Paris Mayor Anne Hidalgo approved the initiative in October 2014 after being approached by group of scientists, high-profile individuals and residents.

As well as the move to reduce traffic, the Paris Sans Voiture collective organised a range of activities for locals and visitors alike from picnics, music concerts, sports and games.

But spokespersonn Delphine Grinberg expressed  disappointment with the final arrangements.

The group was angry about the restricted size of the official perimeter, which police refused to extend, and the fact that some working-class neighbourhoods were not included in the festivities, she told Libération newspaper.

She spoke about the few districts outside the centre which have agreed to support the day, while not blocking roads completely.

"We just hope car owners will go along with it and leave their cars in the garage," Grinberg told the paper. "Our concern is that the rest of the people will not be aware of the plan".

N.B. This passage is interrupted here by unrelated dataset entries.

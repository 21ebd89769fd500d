use chapter_quiz::{
    config::{Config, LogFormat},
    create_router,
    services::{seed_service, AppState},
};
use std::sync::Arc;
use tracing_subscriber::{layer::SubscriberExt, util::SubscriberInitExt};

#[tokio::main]
async fn main() -> anyhow::Result<()> {
    let config = Config::load()?;

    init_tracing(config.log_format);

    tracing::info!("Starting chapter quiz");
    tracing::info!(
        "Configuration loaded for environment: {}",
        std::env::var("APP_ENV").unwrap_or_else(|_| "dev".to_string())
    );

    let bind_addr = config.bind_addr.clone();
    let app_state = Arc::new(AppState::new(config).await?);

    seed_service::bootstrap(&app_state.config, &app_state.pool).await?;

    let app = create_router(app_state.clone());

    let listener = tokio::net::TcpListener::bind(&bind_addr).await?;
    tracing::info!("Server listening on {}", listener.local_addr()?);

    axum::serve(listener, app)
        .with_graceful_shutdown(shutdown_signal())
        .await?;

    app_state.close().await;
    tracing::info!("Shutdown complete");

    Ok(())
}

fn init_tracing(format: LogFormat) {
    let filter = tracing_subscriber::EnvFilter::try_from_default_env()
        .unwrap_or_else(|_| "chapter_quiz=debug,tower_http=debug".into());

    let registry = tracing_subscriber::registry().with(filter);
    match format {
        LogFormat::Json => registry.with(tracing_subscriber::fmt::layer().json()).init(),
        LogFormat::Text => registry.with(tracing_subscriber::fmt::layer()).init(),
    }
}

async fn shutdown_signal() {
    let ctrl_c = async {
        if let Err(e) = tokio::signal::ctrl_c().await {
            tracing::error!("Failed to listen for Ctrl-C: {}", e);
        }
    };

    #[cfg(unix)]
    let terminate = async {
        match tokio::signal::unix::signal(tokio::signal::unix::SignalKind::terminate()) {
            Ok(mut signal) => {
                signal.recv().await;
            }
            Err(e) => {
                tracing::error!("Failed to listen for SIGTERM: {}", e);
                std::future::pending::<()>().await;
            }
        }
    };

    #[cfg(not(unix))]
    let terminate = std::future::pending::<()>();

    tokio::select! {
        _ = ctrl_c => {},
        _ = terminate => {},
    }

    tracing::info!("Shutdown signal received");
}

The organisation was also disappointed that public transport was not free on the day.

Other frustrations have been vented about the efficacy of such a measure.

Only 200,000 Parisiens out of 2,2 million would be affected by the road closures and only a third of those actually owned a car, an opinion piece in Friday's Le Monde daily pointed out.

"The fact that a Sunday was chosen doesn't help," wrote Olivier Razemon. "At the end of the 1990s every year on 22 September on World Car-free Day, Paris and other cities really made an effort to limit traffic. As the date was fixed, the restrictions could fall on a Friday or a Tuesday. It is not without significance that this forced drivers to adapt and, once a year, try new ways of getting around."

Despite resistance over the years, Paris has on several occasions tried to improve the quality of life in the city, reduce pollution and cut down on vehicle traffic.

Since 2002 every July and August, roadways on the banks of the Seine are blocked off to host various activities, including Paris Plage complete with sandy beaches and palm trees, an initiative of former mayor Bertrand Delanoë.

Delanoë also helped introduce a bike-sharing system called Vélib' (a portmanteau of “vélo" and "libre” meaning "free bicycles") in 2007.

Velib' encompasses around 14,500 bicycles and 1,230 bicycle stations located across Paris and in some surrounding municipalities.

And, since 2011, Paris has Autolib' - an electric car sharing service which has 4,000 car charging hubs, operated by the Bolloré industrial group.

The move towards cleaner transport is part of a greater push for the French capital to get citizens aware of environmental concerns.

This in part because Paris is set to host the Cop21 climate change conference, under the auspices of the United Nations, at the end of November.

It will seek to crown a six-year effort by 195 nations with a post-2020 pact on curbing greenhouse gases.